*** Opening of RECORDED DATA ***

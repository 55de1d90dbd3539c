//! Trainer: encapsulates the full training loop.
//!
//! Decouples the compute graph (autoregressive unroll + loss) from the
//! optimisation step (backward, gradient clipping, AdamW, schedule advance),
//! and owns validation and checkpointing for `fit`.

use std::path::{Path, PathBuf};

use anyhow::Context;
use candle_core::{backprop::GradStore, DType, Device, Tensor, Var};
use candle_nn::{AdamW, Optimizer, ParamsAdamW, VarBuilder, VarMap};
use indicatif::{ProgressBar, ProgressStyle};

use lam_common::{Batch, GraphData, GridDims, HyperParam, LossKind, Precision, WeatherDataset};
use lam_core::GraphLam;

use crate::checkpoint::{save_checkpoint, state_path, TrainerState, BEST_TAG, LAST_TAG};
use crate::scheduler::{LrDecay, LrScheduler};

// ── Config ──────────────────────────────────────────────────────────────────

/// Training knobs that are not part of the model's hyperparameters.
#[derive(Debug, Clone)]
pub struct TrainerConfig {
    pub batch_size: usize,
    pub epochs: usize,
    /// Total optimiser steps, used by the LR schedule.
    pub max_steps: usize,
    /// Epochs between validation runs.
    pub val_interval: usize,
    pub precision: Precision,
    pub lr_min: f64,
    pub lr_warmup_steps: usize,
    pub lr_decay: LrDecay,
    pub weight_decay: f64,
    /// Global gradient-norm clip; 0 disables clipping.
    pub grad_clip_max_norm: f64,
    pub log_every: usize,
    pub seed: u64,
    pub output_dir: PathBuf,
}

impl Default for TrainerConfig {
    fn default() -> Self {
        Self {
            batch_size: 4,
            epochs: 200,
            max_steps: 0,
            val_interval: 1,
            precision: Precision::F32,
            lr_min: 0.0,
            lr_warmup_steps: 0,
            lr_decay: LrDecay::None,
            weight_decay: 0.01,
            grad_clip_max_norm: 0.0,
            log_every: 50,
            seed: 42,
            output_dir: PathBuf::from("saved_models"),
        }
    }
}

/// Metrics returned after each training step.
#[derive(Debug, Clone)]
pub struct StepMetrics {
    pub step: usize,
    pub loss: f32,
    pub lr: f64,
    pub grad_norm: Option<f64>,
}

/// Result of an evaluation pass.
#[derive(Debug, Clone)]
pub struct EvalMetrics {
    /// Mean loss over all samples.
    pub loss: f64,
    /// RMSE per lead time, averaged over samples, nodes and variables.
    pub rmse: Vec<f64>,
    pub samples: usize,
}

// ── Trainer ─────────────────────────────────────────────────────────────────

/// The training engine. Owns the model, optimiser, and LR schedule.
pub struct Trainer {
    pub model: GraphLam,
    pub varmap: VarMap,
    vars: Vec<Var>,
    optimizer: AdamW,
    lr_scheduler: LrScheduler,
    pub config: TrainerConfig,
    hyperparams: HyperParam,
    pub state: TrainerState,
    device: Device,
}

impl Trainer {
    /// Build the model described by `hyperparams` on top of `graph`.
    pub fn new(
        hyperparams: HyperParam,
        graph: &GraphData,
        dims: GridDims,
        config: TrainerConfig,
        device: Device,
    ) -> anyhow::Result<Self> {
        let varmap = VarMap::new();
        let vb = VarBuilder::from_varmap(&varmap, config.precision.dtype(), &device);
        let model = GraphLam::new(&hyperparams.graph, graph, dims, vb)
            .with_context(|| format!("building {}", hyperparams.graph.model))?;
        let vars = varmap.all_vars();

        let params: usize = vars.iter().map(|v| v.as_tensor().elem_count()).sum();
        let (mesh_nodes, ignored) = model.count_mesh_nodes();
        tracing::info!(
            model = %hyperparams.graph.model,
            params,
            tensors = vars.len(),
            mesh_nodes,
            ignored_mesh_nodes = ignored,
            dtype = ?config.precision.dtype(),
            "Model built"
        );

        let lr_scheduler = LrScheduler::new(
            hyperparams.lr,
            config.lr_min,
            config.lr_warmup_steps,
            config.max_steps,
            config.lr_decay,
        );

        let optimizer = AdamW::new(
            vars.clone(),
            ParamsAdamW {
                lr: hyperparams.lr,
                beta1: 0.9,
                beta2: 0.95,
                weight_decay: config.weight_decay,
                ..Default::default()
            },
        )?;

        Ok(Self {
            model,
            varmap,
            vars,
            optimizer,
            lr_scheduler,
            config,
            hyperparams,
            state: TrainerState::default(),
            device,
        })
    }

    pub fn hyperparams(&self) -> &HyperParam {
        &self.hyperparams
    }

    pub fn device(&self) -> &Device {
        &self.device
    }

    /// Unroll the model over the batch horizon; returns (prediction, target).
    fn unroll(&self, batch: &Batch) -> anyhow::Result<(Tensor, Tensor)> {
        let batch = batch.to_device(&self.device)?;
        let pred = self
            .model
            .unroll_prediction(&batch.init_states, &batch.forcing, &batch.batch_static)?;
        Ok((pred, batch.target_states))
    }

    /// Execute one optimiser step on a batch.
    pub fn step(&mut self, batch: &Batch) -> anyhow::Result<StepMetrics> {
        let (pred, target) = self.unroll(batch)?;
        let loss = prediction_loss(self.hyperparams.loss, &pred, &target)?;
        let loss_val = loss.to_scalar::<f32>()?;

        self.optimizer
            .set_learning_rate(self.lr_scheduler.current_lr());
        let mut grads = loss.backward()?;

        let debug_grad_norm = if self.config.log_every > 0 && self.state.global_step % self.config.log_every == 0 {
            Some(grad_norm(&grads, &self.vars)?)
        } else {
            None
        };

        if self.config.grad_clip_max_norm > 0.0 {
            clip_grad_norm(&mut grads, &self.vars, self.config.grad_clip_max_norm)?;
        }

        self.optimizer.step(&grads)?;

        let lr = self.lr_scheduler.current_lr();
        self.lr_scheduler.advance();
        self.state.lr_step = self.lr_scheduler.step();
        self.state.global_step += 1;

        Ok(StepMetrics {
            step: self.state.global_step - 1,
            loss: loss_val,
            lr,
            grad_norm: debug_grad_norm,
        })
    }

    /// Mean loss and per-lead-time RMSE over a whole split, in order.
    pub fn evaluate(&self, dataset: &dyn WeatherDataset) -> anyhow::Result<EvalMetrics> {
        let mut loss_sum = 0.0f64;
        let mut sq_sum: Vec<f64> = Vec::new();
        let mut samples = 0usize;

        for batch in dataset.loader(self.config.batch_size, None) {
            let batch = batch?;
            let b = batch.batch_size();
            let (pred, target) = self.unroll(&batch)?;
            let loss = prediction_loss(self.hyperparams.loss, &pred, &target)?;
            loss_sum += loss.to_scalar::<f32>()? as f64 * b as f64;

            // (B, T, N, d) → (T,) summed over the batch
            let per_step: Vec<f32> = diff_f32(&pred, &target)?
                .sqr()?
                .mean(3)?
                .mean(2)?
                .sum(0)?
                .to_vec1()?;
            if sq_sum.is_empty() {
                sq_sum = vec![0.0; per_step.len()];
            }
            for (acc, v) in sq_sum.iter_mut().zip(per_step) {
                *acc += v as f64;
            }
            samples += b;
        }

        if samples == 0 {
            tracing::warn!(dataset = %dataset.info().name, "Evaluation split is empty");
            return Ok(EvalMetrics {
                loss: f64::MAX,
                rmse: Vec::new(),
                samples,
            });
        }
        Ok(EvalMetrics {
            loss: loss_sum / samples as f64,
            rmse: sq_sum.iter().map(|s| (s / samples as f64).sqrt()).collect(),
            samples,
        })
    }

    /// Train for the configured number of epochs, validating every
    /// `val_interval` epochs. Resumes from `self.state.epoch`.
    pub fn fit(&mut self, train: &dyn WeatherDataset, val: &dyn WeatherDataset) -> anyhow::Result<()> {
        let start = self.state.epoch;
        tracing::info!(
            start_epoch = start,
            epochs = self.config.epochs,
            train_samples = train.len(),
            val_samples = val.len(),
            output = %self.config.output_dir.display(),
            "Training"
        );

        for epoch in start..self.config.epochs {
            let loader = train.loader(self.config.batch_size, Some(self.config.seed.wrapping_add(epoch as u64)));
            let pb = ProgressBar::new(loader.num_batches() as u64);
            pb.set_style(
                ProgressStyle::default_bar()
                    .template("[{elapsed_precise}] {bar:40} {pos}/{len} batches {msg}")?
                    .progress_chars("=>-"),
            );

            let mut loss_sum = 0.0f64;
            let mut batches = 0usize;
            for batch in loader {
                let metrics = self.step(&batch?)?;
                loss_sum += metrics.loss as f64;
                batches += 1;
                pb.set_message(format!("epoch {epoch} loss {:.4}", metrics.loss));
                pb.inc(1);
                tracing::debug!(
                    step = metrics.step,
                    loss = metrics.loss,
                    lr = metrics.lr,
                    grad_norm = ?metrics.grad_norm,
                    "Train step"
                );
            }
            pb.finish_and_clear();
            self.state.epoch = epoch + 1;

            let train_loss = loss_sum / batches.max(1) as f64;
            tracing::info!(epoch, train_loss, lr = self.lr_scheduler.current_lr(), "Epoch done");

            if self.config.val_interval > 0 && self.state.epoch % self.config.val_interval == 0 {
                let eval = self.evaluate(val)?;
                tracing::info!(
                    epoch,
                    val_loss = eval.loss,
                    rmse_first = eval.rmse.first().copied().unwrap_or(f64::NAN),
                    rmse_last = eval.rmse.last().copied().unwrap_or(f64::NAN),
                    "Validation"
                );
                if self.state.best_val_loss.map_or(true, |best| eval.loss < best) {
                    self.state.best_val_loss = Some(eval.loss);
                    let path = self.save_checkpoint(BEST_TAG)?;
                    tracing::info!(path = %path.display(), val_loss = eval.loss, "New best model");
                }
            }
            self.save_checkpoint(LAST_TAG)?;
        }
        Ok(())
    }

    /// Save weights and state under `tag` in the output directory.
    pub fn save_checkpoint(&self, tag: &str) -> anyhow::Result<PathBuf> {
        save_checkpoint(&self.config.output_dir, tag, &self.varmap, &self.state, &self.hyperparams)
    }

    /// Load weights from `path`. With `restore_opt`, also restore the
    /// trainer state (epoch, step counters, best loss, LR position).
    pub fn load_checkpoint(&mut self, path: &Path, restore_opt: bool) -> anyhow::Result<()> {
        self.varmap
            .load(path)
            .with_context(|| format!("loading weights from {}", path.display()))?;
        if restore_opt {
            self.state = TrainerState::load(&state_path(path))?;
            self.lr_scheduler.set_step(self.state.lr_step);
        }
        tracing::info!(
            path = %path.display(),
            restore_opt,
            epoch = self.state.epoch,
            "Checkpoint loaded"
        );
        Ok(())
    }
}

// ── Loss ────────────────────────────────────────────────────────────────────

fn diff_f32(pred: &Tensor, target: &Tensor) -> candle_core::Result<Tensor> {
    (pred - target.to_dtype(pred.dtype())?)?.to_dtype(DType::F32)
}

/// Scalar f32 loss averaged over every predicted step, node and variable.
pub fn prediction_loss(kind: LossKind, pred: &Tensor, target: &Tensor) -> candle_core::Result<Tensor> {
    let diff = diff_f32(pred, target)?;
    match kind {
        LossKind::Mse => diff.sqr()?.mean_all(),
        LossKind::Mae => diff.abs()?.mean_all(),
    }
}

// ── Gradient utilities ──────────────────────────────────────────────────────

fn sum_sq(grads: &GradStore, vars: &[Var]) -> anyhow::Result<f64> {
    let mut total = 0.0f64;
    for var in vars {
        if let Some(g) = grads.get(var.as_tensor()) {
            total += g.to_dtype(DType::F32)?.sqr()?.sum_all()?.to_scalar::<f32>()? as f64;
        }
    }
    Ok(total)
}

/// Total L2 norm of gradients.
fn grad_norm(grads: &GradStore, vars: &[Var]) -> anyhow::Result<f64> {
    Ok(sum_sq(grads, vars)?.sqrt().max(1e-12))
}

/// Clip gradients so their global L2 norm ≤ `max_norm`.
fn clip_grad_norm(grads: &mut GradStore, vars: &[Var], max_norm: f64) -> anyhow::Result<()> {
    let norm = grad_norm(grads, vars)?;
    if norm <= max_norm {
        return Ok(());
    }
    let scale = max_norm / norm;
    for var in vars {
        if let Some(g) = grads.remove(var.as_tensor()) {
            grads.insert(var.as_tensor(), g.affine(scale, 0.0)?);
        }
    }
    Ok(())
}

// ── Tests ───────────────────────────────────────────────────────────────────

*** Close of RECORDED DATA ***
*** Opening of RECORDED DATA ***

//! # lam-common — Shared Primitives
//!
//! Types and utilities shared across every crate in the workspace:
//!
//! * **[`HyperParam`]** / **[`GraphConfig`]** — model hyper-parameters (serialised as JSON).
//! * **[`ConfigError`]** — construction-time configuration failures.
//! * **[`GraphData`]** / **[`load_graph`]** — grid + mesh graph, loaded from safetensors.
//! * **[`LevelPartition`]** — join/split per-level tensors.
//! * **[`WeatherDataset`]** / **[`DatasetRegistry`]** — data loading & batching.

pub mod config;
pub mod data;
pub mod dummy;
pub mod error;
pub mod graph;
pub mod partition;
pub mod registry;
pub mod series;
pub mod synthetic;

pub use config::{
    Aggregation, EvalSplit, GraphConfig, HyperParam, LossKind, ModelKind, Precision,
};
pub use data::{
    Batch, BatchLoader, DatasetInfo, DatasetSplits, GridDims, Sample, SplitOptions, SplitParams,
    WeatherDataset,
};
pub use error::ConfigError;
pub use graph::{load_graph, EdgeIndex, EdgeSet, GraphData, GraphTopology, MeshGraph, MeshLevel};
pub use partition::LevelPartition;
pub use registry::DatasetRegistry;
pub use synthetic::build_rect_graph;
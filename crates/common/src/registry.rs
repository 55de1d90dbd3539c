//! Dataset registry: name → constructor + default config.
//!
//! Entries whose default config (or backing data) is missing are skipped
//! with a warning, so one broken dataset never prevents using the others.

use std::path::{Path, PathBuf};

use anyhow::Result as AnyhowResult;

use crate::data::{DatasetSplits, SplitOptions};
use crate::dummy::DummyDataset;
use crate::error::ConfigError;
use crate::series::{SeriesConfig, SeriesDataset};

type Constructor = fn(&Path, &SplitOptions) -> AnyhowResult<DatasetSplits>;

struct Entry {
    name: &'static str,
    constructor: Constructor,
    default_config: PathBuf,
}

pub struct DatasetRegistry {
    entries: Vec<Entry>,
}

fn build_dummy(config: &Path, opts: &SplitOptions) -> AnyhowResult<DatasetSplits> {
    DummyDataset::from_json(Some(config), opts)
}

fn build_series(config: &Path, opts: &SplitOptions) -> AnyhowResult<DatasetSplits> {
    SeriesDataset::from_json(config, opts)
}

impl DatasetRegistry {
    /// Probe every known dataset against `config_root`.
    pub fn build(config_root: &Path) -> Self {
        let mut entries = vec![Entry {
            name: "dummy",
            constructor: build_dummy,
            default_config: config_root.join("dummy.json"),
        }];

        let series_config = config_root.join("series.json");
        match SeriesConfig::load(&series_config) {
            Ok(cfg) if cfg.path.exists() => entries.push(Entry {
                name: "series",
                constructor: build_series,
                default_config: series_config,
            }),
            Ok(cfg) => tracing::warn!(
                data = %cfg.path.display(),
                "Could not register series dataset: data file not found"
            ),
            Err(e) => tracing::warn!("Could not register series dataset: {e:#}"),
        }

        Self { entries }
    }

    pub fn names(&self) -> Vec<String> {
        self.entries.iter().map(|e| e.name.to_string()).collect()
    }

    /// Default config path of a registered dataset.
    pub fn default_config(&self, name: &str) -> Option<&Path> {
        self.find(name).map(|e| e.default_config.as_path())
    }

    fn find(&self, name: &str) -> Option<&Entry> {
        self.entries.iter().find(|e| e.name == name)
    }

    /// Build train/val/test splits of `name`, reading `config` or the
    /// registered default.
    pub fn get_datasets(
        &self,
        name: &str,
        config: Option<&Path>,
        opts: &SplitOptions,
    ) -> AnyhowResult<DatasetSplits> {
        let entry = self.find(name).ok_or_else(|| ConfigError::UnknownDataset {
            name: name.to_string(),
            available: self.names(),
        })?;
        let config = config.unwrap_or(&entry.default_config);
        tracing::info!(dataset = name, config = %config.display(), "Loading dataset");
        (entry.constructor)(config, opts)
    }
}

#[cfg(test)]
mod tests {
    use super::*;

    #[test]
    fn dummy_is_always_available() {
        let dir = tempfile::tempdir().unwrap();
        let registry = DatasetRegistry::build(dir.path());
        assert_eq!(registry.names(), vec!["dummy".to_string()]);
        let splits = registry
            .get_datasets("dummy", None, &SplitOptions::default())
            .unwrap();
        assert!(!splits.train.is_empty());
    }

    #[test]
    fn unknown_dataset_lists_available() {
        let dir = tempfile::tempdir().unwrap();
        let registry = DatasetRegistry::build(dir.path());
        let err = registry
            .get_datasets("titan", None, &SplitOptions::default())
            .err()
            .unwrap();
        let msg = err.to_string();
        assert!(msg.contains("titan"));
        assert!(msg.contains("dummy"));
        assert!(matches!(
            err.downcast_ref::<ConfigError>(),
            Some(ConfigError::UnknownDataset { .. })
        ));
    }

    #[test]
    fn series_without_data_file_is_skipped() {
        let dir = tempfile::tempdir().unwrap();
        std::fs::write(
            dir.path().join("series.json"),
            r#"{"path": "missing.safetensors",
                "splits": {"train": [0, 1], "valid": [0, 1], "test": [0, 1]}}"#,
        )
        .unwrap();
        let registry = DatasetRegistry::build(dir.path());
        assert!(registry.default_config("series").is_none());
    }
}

*** Close of RECORDED DATA ***

> [WHAT THE TASK REQUIRES]
Every line from the data above that contains "weights" must appear in the answer.

> [TASK ANSWER]
    /// Save weights and state under `tag` in the output directory.
    /// Load weights from `path`. With `restore_opt`, also restore the
            .with_context(|| format!("loading weights from {}", path.display()))?;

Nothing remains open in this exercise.